High speed cameras occupy the top left of the chart, providing long record times but limited frame rates. Rectangles get smaller as the frame rate goes up, reflecting the fact that spatial resolution needs to be compromise to increase temporal resolution, as the limiting factor for the frame rate is the memory transfer time. On the other hand, ultra-high speed cameras (bottom of the chart) use different strategies to adoid this limitation:

  • Gated intensified cameras: technology based on beam-splitting with multiple CCD sensors which only capture one image. This leads to very high frame rates but very small record lengths (camera to the far right).
    Vendors: Specialized Imaging Ltd (SIM cameras), Cordin.
    The main issue with this technology lies in the image intensifiers which create significant blurring of the images, compromising the quality of deformation measurements through DIC or the grid method. Another difficulty is that each sensor sees a slightly different field of view as the optical paths are different. Also, the brightness and contrast from each sensor will be slightly different. Therefore, images can only be correlated from a same sensor. This requires to capture a stationary film first and to use a reference image per sensor.
    Examples of the use of such a camera to perform DIC can be found here:

    • Pierron F., Sutton M.A., Tiwari V., Ultra high speed DIC and Virtual Fields Method analysis of a three point bending impact test on an aluminium bar, Experimental Mechanics, vol. 51, n° 4, 537-563, 2011. http://dx.doi.org/10.1007/s11340-010-9402-y
    • Le Louëdec G. Pierron F., Sutton M.A., Siviour C., Reynolds A.P., Identification of the dynamic properties of Al 5456 FSW welds using the Virtual Fields Method, Journal of the Dynamic Behaviour of Materials, vol. 1, n° 2, 176-190, 2015. http://dx.doi.org/10.1007/s40870-015-0014-6
  • Rotating mirror cameras: the idea is similar to the above except that to avoid the issue of the light intensity being split in as many channels as there are CCD sensors, a rotating mirror is used to spread the light to a series of sensors mounted onto a drum. This avoids the need for image intensifiers.
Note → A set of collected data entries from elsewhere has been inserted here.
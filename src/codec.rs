//! The object encoder/decoder collaborator.
//!
//! Encoders are selected by the request's `Accept` list, decoders by its
//! `Content-Type`. Objects travel as [`serde_json::Value`] at the trait
//! boundary so implementations stay object-safe; the bundled [`JsonCodec`]
//! covers `application/json`.

use std::sync::Arc;

use http::HeaderMap;
use mime::Mime;
use thiserror::Error;

use crate::headers;

#[derive(Debug, Error)]
pub enum CodecError {
    #[error("failed to encode object")]
    Encode(#[source] Box<dyn std::error::Error + Send + Sync>),
    #[error("failed to decode object")]
    Decode(#[source] Box<dyn std::error::Error + Send + Sync>),
}

/// Serializes objects to bytes under a declared media type.
pub trait ObjectEncoder: Send + Sync {
    fn media_type(&self) -> Mime;
    fn encode(&self, value: &serde_json::Value) -> Result<Vec<u8>, CodecError>;
}

/// Parses bytes into objects for one or more accepted media types.
pub trait ObjectDecoder: Send + Sync {
    fn media_types(&self) -> Vec<Mime>;
    fn decode(&self, bytes: &[u8]) -> Result<serde_json::Value, CodecError>;
}

pub struct JsonCodec;

impl ObjectEncoder for JsonCodec {
    fn media_type(&self) -> Mime {
        mime::APPLICATION_JSON
    }

    fn encode(&self, value: &serde_json::Value) -> Result<Vec<u8>, CodecError> {
        serde_json::to_vec(value).map_err(|err| CodecError::Encode(err.into()))
    }
}

impl ObjectDecoder for JsonCodec {
    fn media_types(&self) -> Vec<Mime> {
        vec![mime::APPLICATION_JSON]
    }

    fn decode(&self, bytes: &[u8]) -> Result<serde_json::Value, CodecError> {
        serde_json::from_slice(bytes).map_err(|err| CodecError::Decode(err.into()))
    }
}

/// Registered codecs plus the Accept/Content-Type selection logic.
pub struct CodecRegistry {
    encoders: Vec<Arc<dyn ObjectEncoder>>,
    decoders: Vec<Arc<dyn ObjectDecoder>>,
}

impl Default for CodecRegistry {
    fn default() -> Self {
        let json = Arc::new(JsonCodec);
        CodecRegistry {
            encoders: vec![json.clone()],
            decoders: vec![json],
        }
    }
}

impl CodecRegistry {
    pub fn new() -> CodecRegistry {
        CodecRegistry {
            encoders: Vec::new(),
            decoders: Vec::new(),
        }
    }

    pub fn register_encoder(&mut self, encoder: impl ObjectEncoder + 'static) {
        self.encoders.push(Arc::new(encoder));
    }

    pub fn register_decoder(&mut self, decoder: impl ObjectDecoder + 'static) {
        self.decoders.push(Arc::new(decoder));
    }

    /// Picks the encoder for the request's `Accept` list, most-preferred
    /// first. Without an `Accept` header the first registered encoder wins.
    pub fn encoder_for(&self, headers: &HeaderMap) -> Option<Arc<dyn ObjectEncoder>> {
        let accepted = headers::accept(headers);
        if accepted.is_empty() {
            return self.encoders.first().cloned();
        }
        for (candidate, _) in accepted {
            let mime: Mime = match candidate.parse() {
                Ok(mime) => mime,
                Err(_) => continue,
            };
            for encoder in &self.encoders {
                if media_type_accepts(&mime, &encoder.media_type()) {
                    return Some(encoder.clone());
                }
            }
        }
        None
    }

    /// Picks the decoder matching the request's `Content-Type`.
    pub fn decoder_for(&self, headers: &HeaderMap) -> Option<Arc<dyn ObjectDecoder>> {
        let content_type = headers::content_type(headers)?;
        self.decoders
            .iter()
            .find(|decoder| {
                decoder
                    .media_types()
                    .iter()
                    .any(|mime| mime.essence_str() == content_type.essence_str())
            })
            .cloned()
    }
}

fn media_type_accepts(accepted: &Mime, offered: &Mime) -> bool {
    let type_ok = accepted.type_() == mime::STAR || accepted.type_() == offered.type_();
    let subtype_ok = accepted.subtype() == mime::STAR || accepted.subtype() == offered.subtype();
    type_ok && subtype_ok
}
//! Compiled route path conditions.
//!
//! A pattern is compiled from its textual form once, at registration:
//!
//! ```text
//! path     := "/" segment ("/" segment)*
//! segment  := literal | "*" | "**" | ":" ident [ "{" regex "}" ]
//!             [ "<" transform ">" ] [ "{" params "}" ]
//! params   := param (";" param)*
//! param    := "@" name [ "?" ] [ "[" "{" regex "}" "]" ] [ "<" transform ">" ]
//! ```
//!
//! `*` matches a single segment, `**` the remaining path as one capture.
//! `:ident` captures the segment under `ident`, optionally constrained by a
//! regex the value must fully match and refined by a typed transform.
//! Parameter predicates constrain query items; a failing predicate or
//! transform makes the route a non-match rather than an error.

use std::{collections::HashMap, sync::Arc};

use regex::Regex;

use crate::{
    error::RouteError,
    query::QueryItems,
    request::{PathIdentities, PathIdentity, TypedValue},
};

/// Identity key under which a `**` tail is captured.
pub const TAIL_IDENTITY: &str = "**";

pub type TransformFn = Arc<dyn Fn(&str) -> Option<TypedValue> + Send + Sync>;

/// A typed transform applied to a captured string.
#[derive(Clone)]
pub enum Transform {
    Int,
    UInt,
    Custom(String, TransformFn),
}

impl Transform {
    fn apply(&self, raw: &str) -> Option<TypedValue> {
        match self {
            Transform::Int => raw.parse().ok().map(TypedValue::Int),
            Transform::UInt => raw.parse().ok().map(TypedValue::UInt),
            Transform::Custom(_, transform) => transform(raw),
        }
    }
}

impl std::fmt::Debug for Transform {
    fn fmt(&self, f: &mut std::fmt::Formatter<'_>) -> std::fmt::Result {
        match self {
            Transform::Int => write!(f, "Int"),
            Transform::UInt => write!(f, "UInt"),
            Transform::Custom(name, _) => write!(f, "{name}"),
        }
    }
}
//! Typed accessors over [`http::HeaderMap`].
//!
//! Wherever the `headers` crate models a field, these helpers go through
//! its typed decoding; the rest (ordered transfer encodings, q-value
//! lists) is decoded here with the same conventions.

use headers::{HeaderMapExt};
use http::{header, HeaderMap};
use mime::Mime;

use crate::error::MalformedRequest;

/// Duplicated headers accumulate as a comma-joined value. Set-Cookie is the
/// exception and must be read with `get_all` instead.
pub fn joined_value(headers: &HeaderMap, name: header::HeaderName) -> Option<String> {
    let values: Vec<&str> = headers
        .get_all(&name)
        .iter()
        .filter_map(|value| value.to_str().ok())
        .collect();
    if values.is_empty() {
        None
    } else {
        Some(values.join(", "))
    }
}

pub fn content_type(headers: &HeaderMap) -> Option<Mime> {
    headers.typed_get::<headers::ContentType>().map(Mime::from)
}

pub fn is_urlencoded_form(headers: &HeaderMap) -> bool {
    content_type(headers)
        .map(|mime| {
            mime.type_() == mime::APPLICATION && mime.subtype() == mime::WWW_FORM_URLENCODED
        })
        .unwrap_or(false)
}

pub fn multipart_boundary(headers: &HeaderMap) -> Option<String> {
    let mime = content_type(headers)?;
    if mime.type_() == mime::MULTIPART && mime.subtype() == mime::FORM_DATA {
        mime.get_param(mime::BOUNDARY)
            .map(|boundary| boundary.as_str().to_owned())
    } else {
        None
    }
}

pub fn charset(headers: &HeaderMap) -> Option<String> {
    content_type(headers)?
        .get_param(mime::CHARSET)
        .map(|charset| charset.as_str().to_owned())
}

/// The transfer encodings applied to the message, in application order.
/// The `headers` crate only answers "is it chunked", so the list itself is
/// decoded here.
pub fn transfer_encodings(headers: &HeaderMap) -> Vec<String> {
    headers
        .get_all(header::TRANSFER_ENCODING)
        .iter()
        .filter_map(|value| value.to_str().ok())
        .flat_map(|value| value.split(','))
        .map(|encoding| encoding.trim().to_ascii_lowercase())
        .filter(|encoding| !encoding.is_empty())
        .collect()
}

pub fn is_chunked(headers: &HeaderMap) -> bool {
    transfer_encodings(headers)
        .iter()
        .any(|encoding| encoding == "chunked")
}

/// Typed Content-Length; duplicated values must agree.
pub fn content_length(headers: &HeaderMap) -> Result<Option<u64>, MalformedRequest> {
    headers
        .typed_try_get::<headers::ContentLength>()
        .map(|length| length.map(|length| length.0))
        .map_err(|_| MalformedRequest::InvalidContentLength)
}

pub fn host(headers: &HeaderMap) -> Option<String> {
    headers
        .get(header::HOST)?
        .to_str()
        .ok()
        .map(|host| host.trim().to_owned())
}

/// Host with any `:port` suffix removed, for route-controller lookup and
/// cookie domains.
pub fn host_name(headers: &HeaderMap) -> Option<String> {
    if let Some(host) = headers.typed_get::<headers::Host>() {
        return Some(host.hostname().to_owned());
    }
    host(headers)
}

pub fn connection_contains(headers: &HeaderMap, token: &str) -> bool {
    headers
        .typed_get::<headers::Connection>()
        .map(|connection| connection.contains(token))
        .unwrap_or(false)
}

pub fn upgrade_contains(headers: &HeaderMap, protocol: &str) -> bool {
    headers
        .get_all(header::UPGRADE)
        .iter()
        .filter_map(|value| value.to_str().ok())
        .flat_map(|value| value.split(','))
        .any(|candidate| candidate.trim().eq_ignore_ascii_case(protocol))
}

/// Request cookies as ordered name/value pairs.
pub fn request_cookies(headers: &HeaderMap) -> Vec<(String, String)> {
    headers
        .typed_get::<headers::Cookie>()
        .map(|cookies| {
            cookies
                .iter()
                .map(|(name, value)| (name.to_owned(), value.to_owned()))
                .collect()
        })
        .unwrap_or_default()
}

/// An Accept-style list ordered by descending q-value; order of equal
/// weights follows the wire.
pub fn q_ordered(headers: &HeaderMap, name: header::HeaderName) -> Vec<(String, f32)> {
    let mut entries: Vec<(String, f32)> = headers
        .get_all(&name)
        .iter()
        .filter_map(|value| value.to_str().ok())
        .flat_map(|value| value.split(','))
        .filter_map(|entry| {
            let entry = entry.trim();
            if entry.is_empty() {
                return None;
            }
            let mut parts = entry.split(';').map(str::trim);
            let item = parts.next()?.to_owned();
            let q = parts
                .filter_map(|param| param.strip_prefix("q="))
                .find_map(|q| q.parse::<f32>().ok())
                .unwrap_or(1.0);
            Some((item, q))
        })
        .collect();
    entries.sort_by(|(_, a), (_, b)| b.partial_cmp(a).unwrap_or(std::cmp::Ordering::Equal));
    entries
}

pub fn accept(headers: &HeaderMap) -> Vec<(String, f32)> {
    q_ordered(headers, header::ACCEPT)
}

#[cfg(test)]
mod tests {
    use http::HeaderValue;

    use super::*;

    fn header_map(pairs: &[(header::HeaderName, &str)]) -> HeaderMap {
        let mut headers = HeaderMap::new();
        for (name, value) in pairs {
            headers.append(name.clone(), HeaderValue::from_str(value).unwrap());
        }
        headers
    }

    #[test]
    fn joins_duplicated_headers_with_commas() {
        let headers = header_map(&[
            (header::ACCEPT_ENCODING, "gzip"),
            (header::ACCEPT_ENCODING, "br"),
        ]);
        assert_eq!(
            joined_value(&headers, header::ACCEPT_ENCODING).as_deref(),
            Some("gzip, br")
        );
    }

    #[test]
    fn extracts_content_type_parameters() {
        let headers = header_map(&[(
            header::CONTENT_TYPE,
            "multipart/form-data; boundary=abc123",
        )]);
        assert_eq!(multipart_boundary(&headers).as_deref(), Some("abc123"));

        let headers = header_map(&[(header::CONTENT_TYPE, "text/plain; charset=utf-8")]);
        assert_eq!(charset(&headers).as_deref(), Some("utf-8"));
        assert!(multipart_boundary(&headers).is_none());
    }

    #[test]
    fn recognizes_urlencoded_forms() {
        let headers = header_map(&[(
            header::CONTENT_TYPE,
            "application/x-www-form-urlencoded; charset=utf-8",
        )]);
        assert!(is_urlencoded_form(&headers));

        let headers = header_map(&[(header::CONTENT_TYPE, "text/plain")]);
        assert!(!is_urlencoded_form(&headers));
    }

    #[test]
    fn transfer_encodings_keep_their_order() {
        let headers = header_map(&[(header::TRANSFER_ENCODING, "gzip, Chunked")]);
        assert_eq!(transfer_encodings(&headers), ["gzip", "chunked"]);
        assert!(is_chunked(&headers));
    }

    #[test]
    fn conflicting_content_lengths_are_rejected() {
        let headers = header_map(&[
            (header::CONTENT_LENGTH, "5"),
            (header::CONTENT_LENGTH, "6"),
        ]);
        assert!(content_length(&headers).is_err());

        let headers = header_map(&[(header::CONTENT_LENGTH, "42")]);
        assert_eq!(content_length(&headers).unwrap(), Some(42));
    }

    #[test]
    fn strips_ports_from_hosts() {
        let headers = header_map(&[(header::HOST, "example.com:8080")]);
        assert_eq!(host_name(&headers).as_deref(), Some("example.com"));
        assert_eq!(host(&headers).as_deref(), Some("example.com:8080"));
    }

    #[test]
    fn connection_tokens_match_case_insensitively() {
        let headers = header_map(&[(header::CONNECTION, "keep-alive, Upgrade")]);
        assert!(connection_contains(&headers, "upgrade"));
        assert!(!connection_contains(&headers, "close"));
    }

    #[test]
    fn orders_accept_by_q_value() {
        let headers = header_map(&[(
            header::ACCEPT,
            "text/html;q=0.5, application/json, text/plain;q=0.8",
        )]);
        let accepted: Vec<String> = accept(&headers).into_iter().map(|(item, _)| item).collect();
        assert_eq!(accepted, ["application/json", "text/plain", "text/html"]);
    }

    #[test]
    fn parses_request_cookie_pairs() {
        let headers = header_map(&[(header::COOKIE, "a=1; session-id=abc")]);
        assert_eq!(
            request_cookies(&headers),
            [
                ("a".to_owned(), "1".to_owned()),
                ("session-id".to_owned(), "abc".to_owned()),
            ]
        );
    }
}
However, the rotation of the mirror limits the frame rate to a few Mfps, and also tends to create vibrations in the drum which can affect the deformation measurements.
    Vendor:  Cordin.
    The same limitation as for the Gated Intensified cameras applies as per the fact that each sensors has different characteristics and sees a slightly different scene, hence the same requirement for the reference images. On the chart, these cameras are the ones with the larger spatial resolution.
    An example of the use of such a camera to perform DIC can be found here:
    Moulart R., Pierron F., Hallett S.R., Wisnom M.R., Full-field strain measurement and identification of mechanical properties at high strain rate, Experimental Mechanics, vol. 51, n° 4,  pp. 509-536, 2011. http://dx.doi.org/10.1007/s11340-010-9433-4
  • In-situ image storage cameras: the idea here is store the data on the chip through solid state technology (channelling electrons to different wells attached to a single photogate) to work around the pixel readout time barrier. The downside of this technology however is that a lot of space on the chip has to be dedicated to storing the data and hence, the spatial resolution of these cameras is generally lower than that of the above. On the chart, they correspond to the two small red dots and the larger light blue rectangle.
    Vendors:  Specialized Imaging Ltd (Kirana camera), Shimadzu (HPV-X2 and HPV-2 cameras).
    The HPV-2 camera, which is based on a dedicated IS-CCD sensor which had some imaging issues detailed in Rossi M., Pierron F., Forquin P., Assessment of the metrological performances of an ISIS ultra-high speed camera for full-field deformation measurements, Measurement Science and Technology, vol. 25, n°2, pp. 025401, 2014. http://dx.doi.org/10.1088/0957-0233/25/2/025401.
    However, these cameras represent a significant breakthrough with their ease of operation, single sensor technology (fit for stereo-DIC), ease to trigger (post-triggering is possible) and performances ideal for material testing (5 Mfps).
    Examples of the use of such cameras to measure deformation in materials:

    • Pierron F., Forquin P., Ultra high speed full-field deformation measurements on concrete spalling specimens and stiffness identification with the Virtual Fields Method, Strain, vol. 28, n° 5, pp. 388-405, 2012. http://dx.doi.org/10.1111/j.1475-1305.2012.00835.x
    • Pierron F., Zhu H., Siviour C., Beyond Hopkinson’s bar, Philosophical Transactions of the Royal Society A, vol. 372, n° 2023, pp. 20130195, 2014.
    • Zhu H., Pierron F., Exploration of Saint-Venant’s principle in inertial high strain rate testing of materials, Experimental Mechanics, vol. 56, n° 1, pp. 3-23, 2016.
    • Pierron F., Addendum to “Characterising the strain and temperature fields in a surrogate bone material subject to power ultrasonic excitation”, Strain, in press, 2016.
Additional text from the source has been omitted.